PHNOM PENH - An increase in teacher salaries and the elimination of administrative corruption are key reforms needed to ensure improved education and competitiveness for Cambodian youths, an educator says.
“Some teachers say that with hungry stomaches, they cannot teach,” Pa Chanroeun, a PhD candidate at Charles Stuart University in Australia, told “Hello VOA” on Monday. “So there must be decent salaries for educational personnel, especially teachers.”
Cambodia’s teachers earn about $100 per month, leading many to resort to low-level bribe-taking to make ends meet.
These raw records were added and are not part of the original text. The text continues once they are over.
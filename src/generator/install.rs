//! Install command synthesis
//!
//! Every supported manager installs one dependency kind per invocation, so a
//! profile with both runtime and dev dependencies becomes two invocations
//! chained with `&&`. Package names come from the catalog and are not
//! shell-quoted.

use crate::types::{InstallProfile, PackageManager};

/// Fixed command spelling for one package manager
#[derive(Debug, Clone, Copy, PartialEq, Eq)]
pub struct ManagerSyntax {
    /// Command that adds packages, e.g. `yarn add`
    pub add: &'static str,
    /// Flag marking packages as development dependencies
    pub dev_flag: &'static str,
    /// Command that installs without naming packages
    pub install: &'static str,
}

impl PackageManager {
    pub fn syntax(&self) -> ManagerSyntax {
        match self {
            PackageManager::Npm => ManagerSyntax {
                add: "npm install",
                dev_flag: "--save-dev",
                install: "npm install",
            },
            PackageManager::Yarn => ManagerSyntax {
                add: "yarn add",
                dev_flag: "--dev",
                install: "yarn install",
            },
            PackageManager::Pnpm => ManagerSyntax {
                add: "pnpm add",
                dev_flag: "--save-dev",
                install: "pnpm install",
            },
            PackageManager::Bun => ManagerSyntax {
                add: "bun add",
                dev_flag: "--dev",
                install: "bun install",
            },
        }
    }
}

/// Build a single shell line installing every dependency in `profile`.
pub fn synthesize_install_command(profile: &InstallProfile, manager: PackageManager) -> String {
    let syntax = manager.syntax();
    let mut clauses = Vec::with_capacity(2);

    if !profile.dependencies.is_empty() {
        clauses.push(format!("{} {}", syntax.add, profile.dependencies.join(" ")));
    }
    if !profile.dev_dependencies.is_empty() {
        clauses.push(format!(
            "{} {} {}",
            syntax.add,
            syntax.dev_flag,
            profile.dev_dependencies.join(" ")
        ));
    }

    if clauses.is_empty() {
        syntax.install.to_string()
    } else {
        clauses.join(" && ")
    }
}

#[cfg(test)]
mod tests {
    use super::*;

    fn mixed() -> InstallProfile {
        InstallProfile::new(&["eslint-config-x"], &["prettier", "eslint-plugin-y"])
    }

    #[test]
    fn test_npm_mixed() {
        assert_eq!(
            synthesize_install_command(&mixed(), PackageManager::Npm),
            "npm install eslint-config-x && npm install --save-dev prettier eslint-plugin-y"
        );
    }

    #[test]
    fn test_yarn_mixed() {
        assert_eq!(
            synthesize_install_command(&mixed(), PackageManager::Yarn),
            "yarn add eslint-config-x && yarn add --dev prettier eslint-plugin-y"
        );
    }

    #[test]
    fn test_pnpm_and_bun_mixed() {
        assert_eq!(
            synthesize_install_command(&mixed(), PackageManager::Pnpm),
            "pnpm add eslint-config-x && pnpm add --save-dev prettier eslint-plugin-y"
        );
        assert_eq!(
            synthesize_install_command(&mixed(), PackageManager::Bun),
            "bun add eslint-config-x && bun add --dev prettier eslint-plugin-y"
        );
    }

    #[test]
    fn test_dev_only() {
        let profile = InstallProfile::new(&[], &["prettier", "prettier-plugin-svelte"]);
        assert_eq!(
            synthesize_install_command(&profile, PackageManager::Pnpm),
            "pnpm add --save-dev prettier prettier-plugin-svelte"
        );
    }

    #[test]
    fn test_runtime_only() {
        let profile = InstallProfile::new(&["prettier"], &[]);
        assert_eq!(
            synthesize_install_command(&profile, PackageManager::Bun),
            "bun add prettier"
        );
    }

    #[test]
    fn test_empty_profile_is_plain_install() {
        let profile = InstallProfile::default();
        for manager in PackageManager::ALL {
            let command = synthesize_install_command(&profile, manager);
            assert_eq!(command, format!("{} install", manager));
        }
    }

    #[test]
    fn test_managers_differ_only_in_spelling() {
        let profile = mixed();
        for manager in PackageManager::ALL {
            let command = synthesize_install_command(&profile, manager);
            assert!(command.contains(" eslint-config-x"));
            assert!(command.ends_with(" prettier eslint-plugin-y"));
            assert!(command.contains(manager.syntax().dev_flag));
        }
    }
}
//! Configuration Generator
//!
//! Pure functions turning a framework profile plus a preference patch into
//! text artifacts. Nothing here performs I/O; callers decide whether to
//! print, copy or write the results.
//!
//! The four steps (config, ignore lists, install command, format script) are
//! independent of each other.

mod bundle;
pub mod ignore;
pub mod install;
pub mod merge;
pub mod script;
pub mod serialize;

use tracing::{debug, info};

use crate::catalog::FrameworkCatalog;
use crate::types::{
    FrameworkProfile, OutputFormat, PackageManager, PartialPreferences, Result,
};

pub use bundle::GeneratedBundle;
pub use ignore::render_ignore_list;
pub use install::{ManagerSyntax, synthesize_install_command};
pub use merge::merge_preferences;
pub use script::format_script;
pub use serialize::{parse_config, serialize_config};

/// Drives generation against a framework catalog
pub struct Generator<'a> {
    catalog: &'a FrameworkCatalog,
}

impl Generator<'static> {
    /// Generator over the built-in catalog
    pub fn builtin() -> Self {
        Self::new(FrameworkCatalog::builtin())
    }
}

impl<'a> Generator<'a> {
    pub fn new(catalog: &'a FrameworkCatalog) -> Self {
        Self { catalog }
    }

    /// Generate every artifact for `profile`.
    pub fn generate(
        profile: &FrameworkProfile,
        patch: &PartialPreferences,
        format: OutputFormat,
    ) -> Result<GeneratedBundle> {
        let prefs = merge_preferences(&profile.preferences, patch)?;
        let config = serialize_config(&prefs, format)?;

        debug!(
            "Generated {} for {} ({} bytes)",
            format.file_name(),
            profile.id,
            config.len()
        );

        Ok(GeneratedBundle {
            format,
            config_file_name: format.file_name().to_string(),
            config,
            prettier_ignore: render_ignore_list(&profile.prettier_ignore),
            gitignore: render_ignore_list(&profile.gitignore),
            format_script: format_script(profile).to_string(),
            is_placeholder: false,
        })
    }

    /// Look up `id` and generate its artifacts.
    pub fn generate_by_id(
        &self,
        id: &str,
        patch: &PartialPreferences,
        format: OutputFormat,
    ) -> Result<GeneratedBundle> {
        let profile = self.catalog.get(id)?;
        info!("Generating {} config for {}", format, profile.name);
        Self::generate(profile, patch, format)
    }

    /// Generate for an optional selection; no selection yields placeholders
    /// without touching the serializer.
    pub fn generate_selection(
        &self,
        id: Option<&str>,
        patch: &PartialPreferences,
        format: OutputFormat,
    ) -> Result<GeneratedBundle> {
        match id {
            Some(id) => self.generate_by_id(id, patch, format),
            None => {
                debug!("No framework selected, returning placeholders");
                Ok(GeneratedBundle::placeholder(format))
            }
        }
    }

    /// Install command for the framework `id`.
    pub fn install_command(&self, id: &str, manager: PackageManager) -> Result<String> {
        let profile = self.catalog.get(id)?;
        Ok(synthesize_install_command(&profile.install, manager))
    }
}
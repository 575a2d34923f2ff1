pub mod error;
pub mod framework;
pub mod preferences;

pub use error::{ErrorCategory, KitError, Result, ResultExt};
pub use framework::{Category, FrameworkProfile, InstallProfile};
pub use preferences::{
    ArrowParens, EndOfLine, FileMatch, FormattingPreferences, HtmlWhitespaceSensitivity,
    Override, PartialPreferences, ProseWrap, TrailingComma,
};

// =============================================================================
// Generation selectors
// =============================================================================

use serde::{Deserialize, Serialize};
use std::fmt;

/// Encoding of the generated Prettier config document
#[derive(Debug, Clone, Copy, PartialEq, Eq, Hash, Serialize, Deserialize, Default)]
#[serde(rename_all = "lowercase")]
pub enum OutputFormat {
    #[default]
    Json,
    Yaml,
    Js,
}

impl OutputFormat {
    pub const ALL: [Self; 3] = [Self::Json, Self::Yaml, Self::Js];

    /// File name Prettier discovers for this encoding
    pub fn file_name(&self) -> &'static str {
        match self {
            OutputFormat::Json => ".prettierrc",
            OutputFormat::Yaml => ".prettierrc.yaml",
            OutputFormat::Js => ".prettierrc.js",
        }
    }

    /// Guess the encoding from a config file name
    pub fn from_file_name(name: &str) -> Option<Self> {
        if name.ends_with(".yaml") || name.ends_with(".yml") {
            Some(OutputFormat::Yaml)
        } else if name.ends_with(".js") || name.ends_with(".cjs") {
            Some(OutputFormat::Js)
        } else if name.ends_with(".json") || name.ends_with(".prettierrc") {
            Some(OutputFormat::Json)
        } else {
            None
        }
    }
}

impl fmt::Display for OutputFormat {
    fn fmt(&self, f: &mut fmt::Formatter<'_>) -> fmt::Result {
        match self {
            OutputFormat::Json => write!(f, "json"),
            OutputFormat::Yaml => write!(f, "yaml"),
            OutputFormat::Js => write!(f, "js"),
        }
    }
}

impl std::str::FromStr for OutputFormat {
    type Err = KitError;

    fn from_str(s: &str) -> std::result::Result<Self, Self::Err> {
        match s.to_lowercase().as_str() {
            "json" => Ok(OutputFormat::Json),
            "yaml" | "yml" => Ok(OutputFormat::Yaml),
            "js" => Ok(OutputFormat::Js),
            _ => Err(KitError::UnsupportedFormat(s.to_string())),
        }
    }
}

/// Package manager used for the install command
#[derive(Debug, Clone, Copy, PartialEq, Eq, Hash, Serialize, Deserialize, Default)]
#[serde(rename_all = "lowercase")]
pub enum PackageManager {
    #[default]
    Npm,
    Yarn,
    Pnpm,
    Bun,
}

impl PackageManager {
    pub const ALL: [Self; 4] = [Self::Npm, Self::Yarn, Self::Pnpm, Self::Bun];
}

impl fmt::Display for PackageManager {
    fn fmt(&self, f: &mut fmt::Formatter<'_>) -> fmt::Result {
        match self {
            PackageManager::Npm => write!(f, "npm"),
            PackageManager::Yarn => write!(f, "yarn"),
            PackageManager::Pnpm => write!(f, "pnpm"),
            PackageManager::Bun => write!(f, "bun"),
        }
    }
}

impl std::str::FromStr for PackageManager {
    type Err = KitError;

    fn from_str(s: &str) -> std::result::Result<Self, Self::Err> {
        match s.to_lowercase().as_str() {
            "npm" => Ok(PackageManager::Npm),
            "yarn" => Ok(PackageManager::Yarn),
            "pnpm" => Ok(PackageManager::Pnpm),
            "bun" => Ok(PackageManager::Bun),
            _ => Err(KitError::UnsupportedManager(s.to_string())),
        }
    }
}
pub mod commands;
pub mod ui;
pub mod util;

pub use util::{CommandContext, parse_key_value, read_patch_file, write_artifact};
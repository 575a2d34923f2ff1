//! Generate Command
//!
//! Print the generated artifacts, or write them into a directory.
//!
//! Usage:
//!   prettierkit generate [--framework ID] [--format json|yaml|js]
//!                        [--set key=value]... [--patch FILE] [--out-dir DIR] [--force]

use std::path::{Path, PathBuf};

use serde_json::Value;

use crate::cli::ui::Output;
use crate::cli::util::{CommandContext, write_artifact};
use crate::generator::{GeneratedBundle, Generator};
use crate::types::{KitError, OutputFormat, Result};

pub struct GenerateOptions {
    pub framework: Option<String>,
    pub format: Option<OutputFormat>,
    pub sets: Vec<(String, Value)>,
    pub patch_file: Option<PathBuf>,
    pub out_dir: Option<PathBuf>,
    pub force: bool,
    pub quiet: bool,
}

pub fn run(options: GenerateOptions) -> Result<()> {
    let ctx = CommandContext::load(options.framework, options.format, None)?;
    let patch = ctx.preference_patch(options.patch_file.as_deref(), &options.sets)?;

    let bundle =
        Generator::builtin().generate_selection(ctx.framework.as_deref(), &patch, ctx.format)?;

    match options.out_dir {
        Some(dir) if bundle.is_placeholder => {
            Output::quiet(options.quiet).warning(&format!(
                "No framework selected, nothing written to {}",
                dir.display()
            ));
            print_bundle(&bundle);
        }
        Some(dir) => write_bundle(&bundle, &dir, options.force, options.quiet)?,
        None => print_bundle(&bundle),
    }

    Ok(())
}

fn print_bundle(bundle: &GeneratedBundle) {
    let output = Output::new();

    for (name, content) in bundle.files() {
        output.section(name);
        println!("{}", content.trim_end());
    }

    output.section("package.json scripts");
    println!("{}", bundle.format_script);
}

fn write_bundle(bundle: &GeneratedBundle, dir: &Path, force: bool, quiet: bool) -> Result<()> {
    let output = Output::quiet(quiet);
    let files = bundle.files();

    // All or nothing: refuse before the first write
    if !force
        && let Some(existing) = files
            .iter()
            .map(|(name, _)| dir.join(name))
            .find(|path| path.exists())
    {
        return Err(KitError::Config(format!(
            "{} already exists. Use --force to overwrite.",
            existing.display()
        )));
    }

    std::fs::create_dir_all(dir)?;

    for (name, content) in files {
        let path = dir.join(name);
        write_artifact(&path, &content, force)?;
        output.success(&format!("Wrote {}", path.display()));
    }

    output.info(&format!(
        "Add to package.json scripts: {}",
        bundle.format_script
    ));
    Ok(())
}

#[cfg(test)]
mod tests {
    use super::*;
    use crate::types::PartialPreferences;
    use tempfile::TempDir;

    fn nextjs_bundle() -> GeneratedBundle {
        Generator::builtin()
            .generate_by_id("nextjs", &PartialPreferences::default(), OutputFormat::Json)
            .unwrap()
    }

    #[test]
    fn test_write_bundle_writes_all_files() {
        let temp_dir = TempDir::new().unwrap();
        let out = temp_dir.path().join("web");

        write_bundle(&nextjs_bundle(), &out, false, true).unwrap();

        assert!(out.join(".prettierrc").exists());
        assert!(out.join(".prettierignore").exists());
        assert!(out.join(".gitignore").exists());
    }

    #[test]
    fn test_write_bundle_leaves_nothing_behind_on_conflict() {
        let temp_dir = TempDir::new().unwrap();
        let gitignore = temp_dir.path().join(".gitignore");
        std::fs::write(&gitignore, "target\n").unwrap();

        let err = write_bundle(&nextjs_bundle(), temp_dir.path(), false, true).unwrap_err();

        assert!(matches!(err, KitError::Config(_)));
        assert!(!temp_dir.path().join(".prettierrc").exists());
        assert!(!temp_dir.path().join(".prettierignore").exists());
        assert_eq!(std::fs::read_to_string(&gitignore).unwrap(), "target\n");
    }

    #[test]
    fn test_write_bundle_force_replaces_existing() {
        let temp_dir = TempDir::new().unwrap();
        std::fs::write(temp_dir.path().join(".gitignore"), "target\n").unwrap();

        write_bundle(&nextjs_bundle(), temp_dir.path(), true, true).unwrap();

        let gitignore = std::fs::read_to_string(temp_dir.path().join(".gitignore")).unwrap();
        assert!(gitignore.starts_with("node_modules"));
    }
}
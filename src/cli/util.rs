//! CLI Common Utilities
//!
//! Shared resolution of command-line selections against the loaded config.

use std::fs;
use std::path::Path;

use serde_json::{Map, Value};

use crate::config::{Config, ConfigLoader};
use crate::types::{
    KitError, OutputFormat, PackageManager, PartialPreferences, Result, ResultExt,
};

/// Command execution context
///
/// Command-line selections resolved against the layered config. Command
/// line values win over config values.
#[derive(Debug, Clone)]
pub struct CommandContext {
    pub config: Config,
    pub framework: Option<String>,
    pub format: OutputFormat,
    pub manager: PackageManager,
}

impl CommandContext {
    /// Load config and apply command-line selections
    pub fn load(
        framework: Option<String>,
        format: Option<OutputFormat>,
        manager: Option<PackageManager>,
    ) -> Result<Self> {
        let config = ConfigLoader::load()?;
        Ok(Self::from_config(config, framework, format, manager))
    }

    pub fn from_config(
        config: Config,
        framework: Option<String>,
        format: Option<OutputFormat>,
        manager: Option<PackageManager>,
    ) -> Self {
        Self {
            framework: framework.or_else(|| config.defaults.framework.clone()),
            format: format.unwrap_or(config.defaults.format),
            manager: manager.unwrap_or(config.defaults.manager),
            config,
        }
    }

    /// Framework id, or an error telling the user how to pick one
    pub fn require_framework(&self) -> Result<&str> {
        self.framework.as_deref().ok_or_else(|| {
            KitError::Config(
                "No framework selected. Pass --framework or set defaults.framework".to_string(),
            )
        })
    }

    /// Build the preference patch: config table, then patch file, then `--set` pairs.
    pub fn preference_patch(
        &self,
        patch_file: Option<&Path>,
        sets: &[(String, Value)],
    ) -> Result<PartialPreferences> {
        let mut layered = self.config.preferences.clone();

        if let Some(path) = patch_file {
            for (key, value) in read_patch_file(path)? {
                layered.insert(key, value);
            }
        }

        for (key, value) in sets {
            layered.insert(key.clone(), value.clone());
        }

        PartialPreferences::from_value(Value::Object(layered))
    }
}

/// Parse a `key=value` pair for `--set`.
///
/// The value is read as JSON when possible (`false`, `4`, `["a"]`) and as a
/// plain string otherwise (`es5`).
pub fn parse_key_value(s: &str) -> std::result::Result<(String, Value), String> {
    let (key, raw) = s
        .split_once('=')
        .ok_or_else(|| format!("Invalid setting '{}'. Expected key=value", s))?;
    let key = key.trim();
    if key.is_empty() {
        return Err(format!("Invalid setting '{}'. Key must not be empty", s));
    }
    let raw = raw.trim();
    let value = serde_json::from_str(raw).unwrap_or_else(|_| Value::String(raw.to_string()));
    Ok((key.to_string(), value))
}

/// Read a JSON or YAML patch file into a loose map
pub fn read_patch_file(path: &Path) -> Result<Map<String, Value>> {
    let content = fs::read_to_string(path)
        .with_context(format!("Reading patch file {}", path.display()))?;

    let is_yaml = path
        .extension()
        .and_then(|e| e.to_str())
        .is_some_and(|e| e.eq_ignore_ascii_case("yaml") || e.eq_ignore_ascii_case("yml"));

    let value: Value = if is_yaml {
        serde_yaml::from_str(&content)?
    } else {
        serde_json::from_str(&content)?
    };

    match value {
        Value::Object(map) => Ok(map),
        _ => Err(KitError::invalid_preference(
            "preferences",
            format!("{} must contain a map of option names", path.display()),
        )),
    }
}

/// Write `content` to `path`, refusing to replace an existing file unless `force`
pub fn write_artifact(path: &Path, content: &str, force: bool) -> Result<()> {
    if path.exists() && !force {
        return Err(KitError::Config(format!(
            "{} already exists. Use --force to overwrite.",
            path.display()
        )));
    }
    fs::write(path, content)?;
    Ok(())
}

#[cfg(test)]
mod tests {
    use super::*;
    use serde_json::json;
    use tempfile::TempDir;

    #[test]
    fn test_parse_key_value() {
        assert_eq!(
            parse_key_value("semi=false").unwrap(),
            ("semi".to_string(), json!(false))
        );
        assert_eq!(
            parse_key_value("tabWidth = 4").unwrap(),
            ("tabWidth".to_string(), json!(4))
        );
        assert_eq!(
            parse_key_value("trailingComma=es5").unwrap(),
            ("trailingComma".to_string(), json!("es5"))
        );
        assert_eq!(
            parse_key_value(r#"plugins=["prettier-plugin-astro"]"#).unwrap().1,
            json!(["prettier-plugin-astro"])
        );
        assert!(parse_key_value("semi").is_err());
        assert!(parse_key_value("=true").is_err());
    }

    #[test]
    fn test_selection_precedence() {
        let mut config = Config::default();
        config.defaults.framework = Some("vue".to_string());
        config.defaults.format = OutputFormat::Yaml;

        let ctx = CommandContext::from_config(config.clone(), None, None, None);
        assert_eq!(ctx.framework.as_deref(), Some("vue"));
        assert_eq!(ctx.format, OutputFormat::Yaml);
        assert_eq!(ctx.manager, PackageManager::Npm);

        let ctx = CommandContext::from_config(
            config,
            Some("react".to_string()),
            Some(OutputFormat::Js),
            Some(PackageManager::Bun),
        );
        assert_eq!(ctx.require_framework().unwrap(), "react");
        assert_eq!(ctx.format, OutputFormat::Js);
        assert_eq!(ctx.manager, PackageManager::Bun);
    }

    #[test]
    fn test_require_framework_without_selection() {
        let ctx = CommandContext::from_config(Config::default(), None, None, None);
        assert!(matches!(ctx.require_framework(), Err(KitError::Config(_))));
    }

    #[test]
    fn test_patch_layering() {
        let temp_dir = TempDir::new().unwrap();
        let patch_path = temp_dir.path().join("patch.yaml");
        fs::write(&patch_path, "semi: false\ntabWidth: 4\n").unwrap();

        let mut config = Config::default();
        config.preferences.insert("semi".into(), json!(true));
        config.preferences.insert("printWidth".into(), json!(100));
        let ctx = CommandContext::from_config(config, None, None, None);

        let sets = vec![("tabWidth".to_string(), json!(8))];
        let patch = ctx.preference_patch(Some(&patch_path), &sets).unwrap();
        assert_eq!(patch.semi, Some(false));
        assert_eq!(patch.print_width, Some(100));
        assert_eq!(patch.tab_width, Some(8));
    }

    #[test]
    fn test_patch_rejects_unknown_set() {
        let ctx = CommandContext::from_config(Config::default(), None, None, None);
        let sets = vec![("semicolons".to_string(), json!(false))];
        assert!(matches!(
            ctx.preference_patch(None, &sets),
            Err(KitError::InvalidPreference { .. })
        ));
    }

    #[test]
    fn test_write_artifact_refuses_overwrite() {
        let temp_dir = TempDir::new().unwrap();
        let path = temp_dir.path().join(".prettierrc");
        write_artifact(&path, "{}\n", false).unwrap();
        assert!(write_artifact(&path, "{}\n", false).is_err());
        write_artifact(&path, "[]\n", true).unwrap();
        assert_eq!(fs::read_to_string(&path).unwrap(), "[]\n");
    }
}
The government has said it cannot afford higher wages for more than 112,000 education personnel nationwide.
The Cambodian Independent Teachers Association, however, is demanding an increase up to $250 per month.
“That is an appropriate demand, because with that amount they can deal with the current living costs,” said Pa Chanroeun, who is also a senior lecturer at a private university in Phnom Penh.
He said the increase in teacher salaries can be done with the introduction of a better tax system and the elimination of corruption within the educational administration itself.
“The most important point is whether or not the new Minister of Education is willing to fire any corrupt education officials,” he said, referring to Hang Chuon Naron, the newly appointed minister.
Corruption is endemic within the education system, including during exam time, when students find ways of getting exam copies ahead of time or bribe proctors in order to cheat.
“Whether the new minister is willing to extract the worms out of its own flesh or not depends on three things,” Pa Chanroeun said: “political will, political will and political will.”
Hang Chuon Naron said on Monday he plans to take measures to eliminate corruption and bribery “to promote respect for teachers and restore the honor of teachers.”
However, specific measures to be taken by the minister remain to be seen.
“The people today have become concerned about national issues and have been following the actions of the leaders of government, so if they fail to act on their reform promises, the people will eventually punish them in the next elections,” Pa Chanroeun said.